--- EXERCISE PROMPT ---
Within the entries below, the lines from the one with "(num_bigint::BigUint::from(1u8) << 255u32)" through the one with "let minus_one = one - two;" are to be set down exactly, both ends kept.

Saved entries

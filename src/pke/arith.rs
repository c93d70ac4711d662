// Arithmetic over GF(p), p = 2^255 - 19.
// Elements are 16 signed limbs of 16 bits each (radix 2^16).
// Every public operation returns a canonical element: all limbs in [0, 2^16)
// and the represented value in [0, p).
use std::ops::{Add, Mul, Sub};

/// p = 2^255 - 19.
pub const P25519: FieldElement = FieldElement([
    0xffed, 0xffff, 0xffff, 0xffff, 0xffff, 0xffff, 0xffff, 0xffff, 0xffff, 0xffff, 0xffff, 0xffff,
    0xffff, 0xffff, 0xffff, 0x7fff,
]);

/// 2p with every limb but the top one at least 2^16, so `a + 2p - b` stays non-negative.
const TWO_P: [i64; 16] = [
    0x1ffda, 0x1fffe, 0x1fffe, 0x1fffe, 0x1fffe, 0x1fffe, 0x1fffe, 0x1fffe, 0x1fffe, 0x1fffe,
    0x1fffe, 0x1fffe, 0x1fffe, 0x1fffe, 0x1fffe, 0xfffe,
];

/// p - 2, little endian. a^(p-2) = a^-1 for a != 0.
const P_MINUS_2: [u8; 32] = [
    0xeb, 0xff, 0xff, 0xff, 0xff, 0xff, 0xff, 0xff, 0xff, 0xff, 0xff, 0xff, 0xff, 0xff, 0xff, 0xff,
    0xff, 0xff, 0xff, 0xff, 0xff, 0xff, 0xff, 0xff, 0xff, 0xff, 0xff, 0xff, 0xff, 0xff, 0xff, 0x7f,
];

pub const ZERO: FieldElement = FieldElement([0; 16]);
pub const ONE: FieldElement = FieldElement([1, 0, 0, 0, 0, 0, 0, 0, 0, 0, 0, 0, 0, 0, 0, 0]);

/// This struct stores a number over Z_p=2^255-19.
#[derive(Clone, Copy, Debug, Default, PartialEq, Eq)]
pub struct FieldElement(pub(crate) [i64; 16]);

impl FieldElement {
    /// Small constant, `n < 2^16`.
    pub const fn from_u16(n: u16) -> Self {
        let mut limbs = [0i64; 16];
        limbs[0] = n as i64;
        FieldElement(limbs)
    }

    /// Propagate carries once. The value is preserved modulo p;
    /// 2^256 = 38 (mod p) folds the top carry back into limb 0.
    fn carry(limbs: &mut [i64; 16]) {
        for i in 0..16 {
            let carry = limbs[i] >> 16;
            limbs[i] -= carry << 16;

            if i < 15 {
                limbs[i + 1] += carry;
            } else {
                limbs[0] += 38 * carry;
            }
        }
    }

    /// Bring non-negative limbs of magnitude below 2^47 to the canonical form.
    fn reduce(mut limbs: [i64; 16]) -> Self {
        Self::carry(&mut limbs);
        Self::carry(&mut limbs);
        Self::carry(&mut limbs);

        // value < 2^256 < 3p here: two conditional subtractions of p suffice.
        let mut t = FieldElement(limbs);
        for _ in 0..2 {
            let mut m = FieldElement([0; 16]);
            m.0[0] = t.0[0] - 0xffed;
            for i in 1..15 {
                m.0[i] = t.0[i] - 0xffff - ((m.0[i - 1] >> 16) & 1);
                m.0[i - 1] &= 0xffff;
            }
            m.0[15] = t.0[15] - 0x7fff - ((m.0[14] >> 16) & 1);
            let borrow = (m.0[15] >> 16) & 1;
            m.0[14] &= 0xffff;
            t.swap(&mut m, 1 - borrow);
        }
        t
    }

    /// Constant-time swap of `self` and `q` when `bit == 1`; no-op when `bit == 0`.
    pub fn swap(&mut self, q: &mut Self, bit: i64) {
        let mask = !(bit - 1);
        for i in 0..16 {
            let t = mask & (self.0[i] ^ q.0[i]);
            self.0[i] ^= t;
            q.0[i] ^= t;
        }
    }

    /// Constant-time select: `a` when `bit == 0`, `b` when `bit == 1`.
    pub fn select(a: &Self, b: &Self, bit: i64) -> Self {
        let mask = !(bit - 1);
        let mut ret = [0i64; 16];
        for i in 0..16 {
            ret[i] = a.0[i] ^ (mask & (a.0[i] ^ b.0[i]));
        }
        FieldElement(ret)
    }

    /// Decode 32 little-endian bytes. All 256 bits are read and the value is
    /// reduced modulo p, so encodings in [p, 2^256) are accepted.
    pub fn from_bytes(input: &[u8; 32]) -> Self {
        let mut limbs = [0i64; 16];
        for i in 0..16 {
            limbs[i] = input[2 * i] as i64 | ((input[2 * i + 1] as i64) << 8);
        }
        Self::reduce(limbs)
    }

    /// Little-endian encoding of the canonical value.
    pub fn to_bytes(&self) -> [u8; 32] {
        let mut ret = [0u8; 32];
        for i in 0..16 {
            ret[2 * i] = self.0[i] as u8;
            ret[2 * i + 1] = (self.0[i] >> 8) as u8;
        }
        ret
    }

    /// Whether 32 bytes encode a value below p, i.e. decode without reduction.
    pub fn is_canonical(input: &[u8; 32]) -> bool {
        Self::from_bytes(input).to_bytes() == *input
    }

    pub fn is_zero(&self) -> bool {
        self.0.iter().fold(0, |acc, limb| acc | limb) == 0
    }

    pub fn square(&self) -> Self {
        *self * *self
    }

    /// self^e for a 256-bit little-endian exponent.
    /// Always 256 squarings and 256 multiplications, whatever the bits of `e`.
    pub fn pow(&self, e: &[u8; 32]) -> Self {
        let mut acc = ONE;
        for i in (0..256).rev() {
            acc = acc.square();
            let bit = ((e[i >> 3] >> (i & 7)) & 1) as i64;
            let product = acc * *self;
            acc = Self::select(&acc, &product, bit);
        }
        acc
    }

    /// inverse: Get multiplicational reverse.
    /// since p is a prime, there is a^(p-1) = 1
    /// therefore, we have a*a^(p-2) = 1,
    /// so, a^(p-2) is inverse and we can compute it in constant time.
    ///
    /// Zero has no inverse; the result for zero is zero.
    pub fn inverse(&self) -> Self {
        self.pow(&P_MINUS_2)
    }
}

impl From<&[u8; 32]> for FieldElement {
    fn from(input: &[u8; 32]) -> Self {
        Self::from_bytes(input)
    }
}

impl From<FieldElement> for [u8; 32] {
    fn from(t: FieldElement) -> Self {
        t.to_bytes()
    }
}

impl Add for FieldElement {
    type Output = Self;
    fn add(self, rhs: Self) -> Self::Output {
        let mut ret = [0; 16];
        for i in 0..16 {
            ret[i] = self.0[i] + rhs.0[i];
        }
        Self::reduce(ret)
    }
}

impl Sub for FieldElement {
    type Output = Self;
    fn sub(self, rhs: Self) -> Self::Output {
        let mut ret = [0; 16];
        for i in 0..16 {
            ret[i] = self.0[i] + TWO_P[i] - rhs.0[i];
        }
        Self::reduce(ret)
    }
}

impl Mul for FieldElement {
    type Output = Self;
    fn mul(self, rhs: Self) -> Self::Output {
        let mut product = [0i64; 31];
        let mut ret = [0i64; 16];

        for i in 0..16 {
            for j in 0..16 {
                product[i + j] += self.0[i] * rhs.0[j];
            }
        }

        for i in 0..15 {
            product[i] += 38 * product[i + 16];
        }

        ret.copy_from_slice(&product[..16]);
        Self::reduce(ret)
    }
}

#[cfg(test)]
fn to_biguint(a: &FieldElement) -> num_bigint::BigUint {
    num_bigint::BigUint::from_bytes_le(&a.to_bytes())
}

#[cfg(test)]
fn modulus() -> num_bigint::BigUint {
    (num_bigint::BigUint::from(1u8) << 255u32) - 19u32
}

#[test]
fn reduce_on_decode() {
    // p itself and p + 1 reduce to 0 and 1.
    let p = P25519.to_bytes();
    assert_eq!(FieldElement::from_bytes(&p), ZERO);
    let mut p1 = p;
    p1[0] += 1;
    assert_eq!(FieldElement::from_bytes(&p1), ONE);
    assert!(!FieldElement::is_canonical(&p));

    // 2^256 - 1 = 2p + 37.
    let max = FieldElement::from_bytes(&[0xff; 32]);
    assert_eq!(max, FieldElement::from_u16(37));
}

#[test]
fn sub_normalizes_negative() {
    let one = ONE;
    let two = FieldElement::from_u16(2);
    let minus_one = one - two;
    let mut expected = P25519.to_bytes();
    expected[0] -= 1;
    assert_eq!(minus_one.to_bytes(), expected);
    assert_eq!(minus_one + one, ZERO);
    assert_eq!(ZERO - ZERO, ZERO);
}

#[test]
fn arith_matches_biguint() {
    use rand::prelude::*;
    use rand_chacha::ChaCha20Rng;

    let mut rng = ChaCha20Rng::seed_from_u64(25519);
    let p = modulus();
    let mut a = [0u8; 32];
    let mut b = [0u8; 32];
    for _ in 0..2000 {
        rng.fill_bytes(&mut a);
        rng.fill_bytes(&mut b);
        let x = FieldElement::from_bytes(&a);
        let y = FieldElement::from_bytes(&b);
        let bx = num_bigint::BigUint::from_bytes_le(&a) % &p;
        let by = num_bigint::BigUint::from_bytes_le(&b) % &p;
        assert_eq!(to_biguint(&x), bx);

        assert_eq!(to_biguint(&(x + y)), (&bx + &by) % &p);
        assert_eq!(to_biguint(&(x - y)), (&bx + &p - &by) % &p);
        assert_eq!(to_biguint(&(x * y)), (&bx * &by) % &p);
    }
}

#[test]
fn pow_matches_biguint() {
    use rand::prelude::*;
    use rand_chacha::ChaCha20Rng;

    let mut rng = ChaCha20Rng::seed_from_u64(7748);
    let p = modulus();
    let mut a = [0u8; 32];
    let mut e = [0u8; 32];
    for _ in 0..50 {
        rng.fill_bytes(&mut a);
        rng.fill_bytes(&mut e);
        let x = FieldElement::from_bytes(&a);
        let expected = to_biguint(&x).modpow(&num_bigint::BigUint::from_bytes_le(&e), &p);
        assert_eq!(to_biguint(&x.pow(&e)), expected);
    }
}

#[test]
fn inv25519() {
    use rand::prelude::*;
    use rand_chacha::ChaCha20Rng;

    let mut rng = ChaCha20Rng::from_entropy();
    let mut a = [0u8; 32];
    for _ in 0..2000 {
        rng.fill_bytes(&mut a);
        let b = FieldElement::from_bytes(&a);
        if b.is_zero() {
            continue;
        }
        assert_eq!(b * b.inverse(), ONE);
    }
    assert_eq!(ZERO.inverse(), ZERO);
}

#[test]
fn bytes_round_trip() {
    use rand::prelude::*;
    use rand_chacha::ChaCha20Rng;

    let mut rng = ChaCha20Rng::from_entropy();
    let mut a = [0u8; 32];
    for _ in 0..1000 {
        rng.fill_bytes(&mut a);
        a[31] &= 0x7f;
        let x = FieldElement::from_bytes(&a);
        assert_eq!(FieldElement::from_bytes(&x.to_bytes()), x);
    }
}

#[test]
fn swap_and_select() {
    let mut a = FieldElement::from_u16(3);
    let mut b = FieldElement::from_u16(5);
    a.swap(&mut b, 0);
    assert_eq!((a, b), (FieldElement::from_u16(3), FieldElement::from_u16(5)));
    a.swap(&mut b, 1);
    assert_eq!((a, b), (FieldElement::from_u16(5), FieldElement::from_u16(3)));
    assert_eq!(FieldElement::select(&a, &b, 0), a);
    assert_eq!(FieldElement::select(&a, &b, 1), b);
}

--- TASK OUTPUT ---
    (num_bigint::BigUint::from(1u8) << 255u32) - 19u32
}

#[test]
fn reduce_on_decode() {
    // p itself and p + 1 reduce to 0 and 1.
    let p = P25519.to_bytes();
    assert_eq!(FieldElement::from_bytes(&p), ZERO);
    let mut p1 = p;
    p1[0] += 1;
    assert_eq!(FieldElement::from_bytes(&p1), ONE);
    assert!(!FieldElement::is_canonical(&p));

    // 2^256 - 1 = 2p + 37.
    let max = FieldElement::from_bytes(&[0xff; 32]);
    assert_eq!(max, FieldElement::from_u16(37));
}

#[test]
fn sub_normalizes_negative() {
    let one = ONE;
    let two = FieldElement::from_u16(2);
    let minus_one = one - two;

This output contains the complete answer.